Among the companies receiving loans from KH Holdings is Setanta Centre, an unlimited Irish company associated with the centre on Nassau Street, Dublin, where the group is planning a €100 million redevelopment.

KH Holdings issued a loan of €495,487 to Setanta in 2018, with the corresponding figure for the previous year being €3.27 million.

The four Goodman companies based in Luxembourg give a partial glimpse of the profitability of one of Ireland’s most valuable privately-owned businesses.

The accounts of the companies include details about two Irish subsidiaries, Ebolowa and Arlesse, a Jersey company, Lorsden (Jersey) Ltd, and two companies based in the Netherlands (Kanev and Parma Investments).

The two Irish companies had net equity of €295 million (Ebolowa) and €246 million (Arlesse) last year and produced profits of €4.4 million and €560,000 respectively.

The two Dutch companies produced profits of more than €61 million and had net equity at year’s end of more than €308 million, while Lorsden made a profit of €9.99 million.

Tax compliant

Mr Goodman has been one of Ireland’s most successful business figures for more than 40 years.

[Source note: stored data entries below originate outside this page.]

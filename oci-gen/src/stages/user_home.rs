//! `30-user-home`: constructs per-app HOME on tmpfs, redirects XDG_*,
//! binds selected host dirs, applies per-app `permissions.json` to
//! blacklist directories (§4.2.6), grounded on `30_user_home.cpp`.

use std::path::{Path, PathBuf};

use linglong_common::{Error, Result};

use crate::config::MountEntry;
use crate::{Config, Stage};

pub struct UserHome;

impl Stage for UserHome {
    fn name(&self) -> &'static str {
        "30-user-home"
    }

    fn generate(&self, config: &mut Config) -> Result<()> {
        if std::env::var_os("LINGLONG_SKIP_HOME_GENERATE").is_some() {
            return Ok(());
        }
        config.require_oci_version()?;

        let app_id = config
            .annotation("org.deepin.linglong.appID")
            .filter(|s| !s.is_empty())
            .ok_or_else(|| Error::contract("appID annotation missing or empty"))?
            .to_string();

        let host_home = std::env::var("HOME").map_err(|_| Error::environment("HOME not set"))?;
        let user = std::env::var("USER").map_err(|_| Error::environment("USER not set"))?;
        let host_home = PathBuf::from(host_home);
        if !host_home.exists() {
            return Err(Error::environment(format!("HOME {} does not exist", host_home.display())));
        }
        let container_home = PathBuf::from("/home").join(&user);

        config.push_mount(
            MountEntry::new("/home").source("tmpfs").typ("tmpfs").options(["nodev", "nosuid", "mode=700"]),
        );

        bind_dir(config, &host_home, &container_home)?;
        config.push_env_unique("HOME", &container_home.to_string_lossy())?;

        let private_app_dir = host_home.join(".linglong").join(&app_id);
        std::fs::create_dir_all(&private_app_dir)
            .map_err(|e| Error::syscall(format!("failed to create {}: {e}", private_app_dir.display())))?;

        let xdg_data_home = resolve_xdg(&host_home, "XDG_DATA_HOME", ".local/share", None);
        let container_data_home = container_home.join(".local").join("share");
        bind_dir(config, &xdg_data_home, &container_data_home)?;
        config.push_env_unique("XDG_DATA_HOME", &container_data_home.to_string_lossy())?;

        let xdg_config_home =
            resolve_xdg(&host_home, "XDG_CONFIG_HOME", ".config", Some(&private_app_dir.join("config")));
        let container_config_home = container_home.join(".config");
        bind_dir(config, &xdg_config_home, &container_config_home)?;
        config.push_env_unique("XDG_CONFIG_HOME", &container_config_home.to_string_lossy())?;

        let xdg_cache_home =
            resolve_xdg(&host_home, "XDG_CACHE_HOME", ".cache", Some(&private_app_dir.join("cache")));
        let container_cache_home = container_home.join(".cache");
        bind_dir(config, &xdg_cache_home, &container_cache_home)?;
        config.push_env_unique("XDG_CACHE_HOME", &container_cache_home.to_string_lossy())?;

        // The private override lookup for XDG_STATE_HOME reuses
        // privateAppDir/"config", not a dedicated "state" subdirectory —
        // carried over from the original, which does the same.
        let xdg_state_home = resolve_xdg(
            &host_home,
            "XDG_STATE_HOME",
            ".local/state",
            Some(&private_app_dir.join("config")),
        );
        let container_state_home = container_home.join(".local").join("state");
        bind_dir(config, &xdg_state_home, &container_state_home)?;
        config.push_env_unique("XDG_STATE_HOME", &container_state_home.to_string_lossy())?;

        bind_optional(
            config,
            &xdg_config_home.join("systemd").join("user"),
            &container_config_home.join("systemd").join("user"),
        )?;
        bind_optional(config, &xdg_config_home.join("dconf"), &container_config_home.join("dconf"))?;
        bind_optional(
            config,
            &xdg_cache_home.join("deepin").join("dde-api"),
            &container_cache_home.join("deepin").join("dde-api"),
        )?;

        bind_file_if_exists(
            config,
            &xdg_config_home.join("user-dirs.dirs"),
            &container_config_home.join("user-dirs.dirs"),
        );
        bind_file_if_exists(
            config,
            &xdg_config_home.join("user-dirs.locale"),
            &container_config_home.join("user-dirs").join(".locale"),
        );

        let default_bashrc = Path::new("/etc/skel/.bashrc");
        if default_bashrc.exists() {
            config.push_mount(
                MountEntry::new(host_home.join(".bashrc").to_string_lossy())
                    .source(default_bashrc.to_string_lossy())
                    .typ("bind")
                    .options(["ro", "rbind"]),
            );
        } else {
            log::warn!("failed to mask bashrc: {} not found", default_bashrc.display());
        }

        bind_dir(config, &host_home.join(".linglong").join("data"), &container_home.join(".linglong"))?;

        apply_permission_blacklist(config, &host_home, &private_app_dir, &container_home)?;

        Ok(())
    }
}

/// Binds `host_dir` at `container_dir`, creating `host_dir` first if it
/// doesn't exist yet — matches `mountDir` in the original, which is used
/// both for plain host-XDG redirects and for private shadow directories
/// that may not have been created yet.
fn bind_dir(config: &mut Config, host_dir: &Path, container_dir: &Path) -> Result<()> {
    if !host_dir.exists() {
        std::fs::create_dir_all(host_dir)
            .map_err(|e| Error::syscall(format!("failed to create {}: {e}", host_dir.display())))?;
    }
    config.push_mount(
        MountEntry::new(container_dir.to_string_lossy())
            .source(host_dir.to_string_lossy())
            .typ("bind")
            .options(["rbind"]),
    );
    Ok(())
}

fn bind_optional(config: &mut Config, host_dir: &Path, container_dir: &Path) -> Result<()> {
    if host_dir.exists() {
        bind_dir(config, host_dir, container_dir)?;
    }
    Ok(())
}

fn bind_file_if_exists(config: &mut Config, host_file: &Path, container_file: &Path) {
    if host_file.exists() {
        config.push_mount(
            MountEntry::new(container_file.to_string_lossy())
                .source(host_file.to_string_lossy())
                .typ("bind")
                .options(["rbind"]),
        );
    }
}

/// Resolves an XDG base-dir var: the env var if set and non-empty, else
/// `host_home/default_rel`; a private override directory wins over either
/// when it exists.
fn resolve_xdg(host_home: &Path, env_var: &str, default_rel: &str, private_override: Option<&Path>) -> PathBuf {
    let mut resolved = std::env::var(env_var)
        .ok()
        .map(PathBuf::from)
        .filter(|p| !p.as_os_str().is_empty())
        .unwrap_or_else(|| host_home.join(default_rel));

    if let Some(private) = private_override {
        if private.exists() {
            resolved = private.to_path_buf();
        }
    }
    resolved
}

#[derive(Debug, Default, serde::Deserialize)]
struct XdgDirectoryPermission {
    allowed: bool,
    #[serde(rename = "dirType")]
    dir_type: String,
}

#[derive(Debug, Default, serde::Deserialize)]
struct ApplicationConfigurationPermissions {
    #[serde(default, rename = "xdgDirectories")]
    xdg_directories: Vec<XdgDirectoryPermission>,
}

/// Extends the implicit blacklist `[".gnupg", ".ssh"]` with every disallowed
/// `dirType` from `<privateAppDir>/permissions.json` (when present), then
/// for each blacklisted directory that exists in the host HOME, shadows it
/// with the per-app private copy.
fn apply_permission_blacklist(
    config: &mut Config,
    host_home: &Path,
    private_app_dir: &Path,
    container_home: &Path,
) -> Result<()> {
    let mut blacklist: Vec<String> = vec![".gnupg".to_string(), ".ssh".to_string()];

    let permissions_file = private_app_dir.join("permissions.json");
    if permissions_file.exists() {
        let contents = std::fs::read_to_string(&permissions_file)
            .map_err(|e| Error::syscall(format!("failed to read {}: {e}", permissions_file.display())))?;
        let permissions: ApplicationConfigurationPermissions = serde_json::from_str(&contents)
            .map_err(|e| Error::malformed(format!("failed to parse {}: {e}", permissions_file.display())))?;
        for entry in permissions.xdg_directories {
            if !entry.allowed {
                blacklist.push(entry.dir_type);
            }
        }
    }

    for relative in blacklist {
        let host_path = host_home.join(&relative);
        if !host_path.exists() {
            continue;
        }
        bind_dir(config, &private_app_dir.join(&relative), &container_home.join(&relative))?;
    }

    Ok(())
}

#[cfg(test)]
mod tests {
    use super::*;
    use std::sync::Mutex;

    // Every test in this module mutates process-wide env vars; serialize
    // them so they don't race each other.
    static ENV_LOCK: Mutex<()> = Mutex::new(());

    fn base_config(app_id: &str) -> Config {
        Config::from_json_str(&format!(
            r#"{{"ociVersion":"1.0.1","annotations":{{"org.deepin.linglong.appID":"{app_id}"}},"mounts":[],"process":{{"env":[]}}}}"#
        ))
        .unwrap()
    }

    #[test]
    fn projects_home_and_xdg_vars_exactly_once() {
        let _guard = ENV_LOCK.lock().unwrap();
        let home = tempfile::tempdir().unwrap();
        unsafe {
            std::env::set_var("HOME", home.path());
            std::env::set_var("USER", "alice");
            std::env::remove_var("XDG_DATA_HOME");
            std::env::remove_var("XDG_CONFIG_HOME");
            std::env::remove_var("XDG_CACHE_HOME");
            std::env::remove_var("XDG_STATE_HOME");
            std::env::remove_var("LINGLONG_SKIP_HOME_GENERATE");
        }

        let mut config = base_config("org.app");
        UserHome.generate(&mut config).unwrap();

        let env = config.env();
        for key in ["HOME", "XDG_DATA_HOME", "XDG_CONFIG_HOME", "XDG_CACHE_HOME", "XDG_STATE_HOME"] {
            let count = env.iter().filter(|e| e.starts_with(&format!("{key}="))).count();
            assert_eq!(count, 1, "{key} should appear exactly once, got {env:?}");
        }
        assert!(env.contains(&"HOME=/home/alice".to_string()));
    }

    #[test]
    fn skips_entirely_when_env_var_set() {
        let _guard = ENV_LOCK.lock().unwrap();
        unsafe { std::env::set_var("LINGLONG_SKIP_HOME_GENERATE", "1") };
        let mut config = base_config("org.app");
        UserHome.generate(&mut config).unwrap();
        assert!(config.mounts().is_empty());
        unsafe { std::env::remove_var("LINGLONG_SKIP_HOME_GENERATE") };
    }

    #[test]
    fn blacklists_disallowed_xdg_directory() {
        let _guard = ENV_LOCK.lock().unwrap();
        let home = tempfile::tempdir().unwrap();
        unsafe {
            std::env::set_var("HOME", home.path());
            std::env::set_var("USER", "alice");
            std::env::remove_var("XDG_DATA_HOME");
            std::env::remove_var("XDG_CONFIG_HOME");
            std::env::remove_var("XDG_CACHE_HOME");
            std::env::remove_var("XDG_STATE_HOME");
            std::env::remove_var("LINGLONG_SKIP_HOME_GENERATE");
        }

        std::fs::create_dir_all(home.path().join("Documents")).unwrap();
        let private_app_dir = home.path().join(".linglong").join("org.app");
        std::fs::create_dir_all(&private_app_dir).unwrap();
        std::fs::write(
            private_app_dir.join("permissions.json"),
            r#"{"xdgDirectories":[{"allowed":false,"dirType":"Documents"}]}"#,
        )
        .unwrap();

        let mut config = base_config("org.app");
        UserHome.generate(&mut config).unwrap();

        let documents_shadowed = config.mounts().iter().any(|m| {
            m.destination == "/home/alice/Documents"
                && m.source.as_deref() == Some(&private_app_dir.join("Documents").to_string_lossy())
        });
        assert!(documents_shadowed, "{:?}", config.mounts());
    }
}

The fact that his business group was owned by way of one or more entities in Liechtenstein was first revealed in The Irish Times in 2015.

At the time Mr Goodman wrote a letter to The Irish Times in which he said the ABP Group, “which is headquartered in Ireland and has successful operating plants in Ireland, Britain, Poland, the Netherlands, Denmark, Austria and Spain, pays substantial millions in corporation taxes on the profits earned and is tax compliant in all jurisdictions in which it operates.”

Mr Goodman also issued a short statement in which he said he was tax resident in Ireland and fully tax compliant.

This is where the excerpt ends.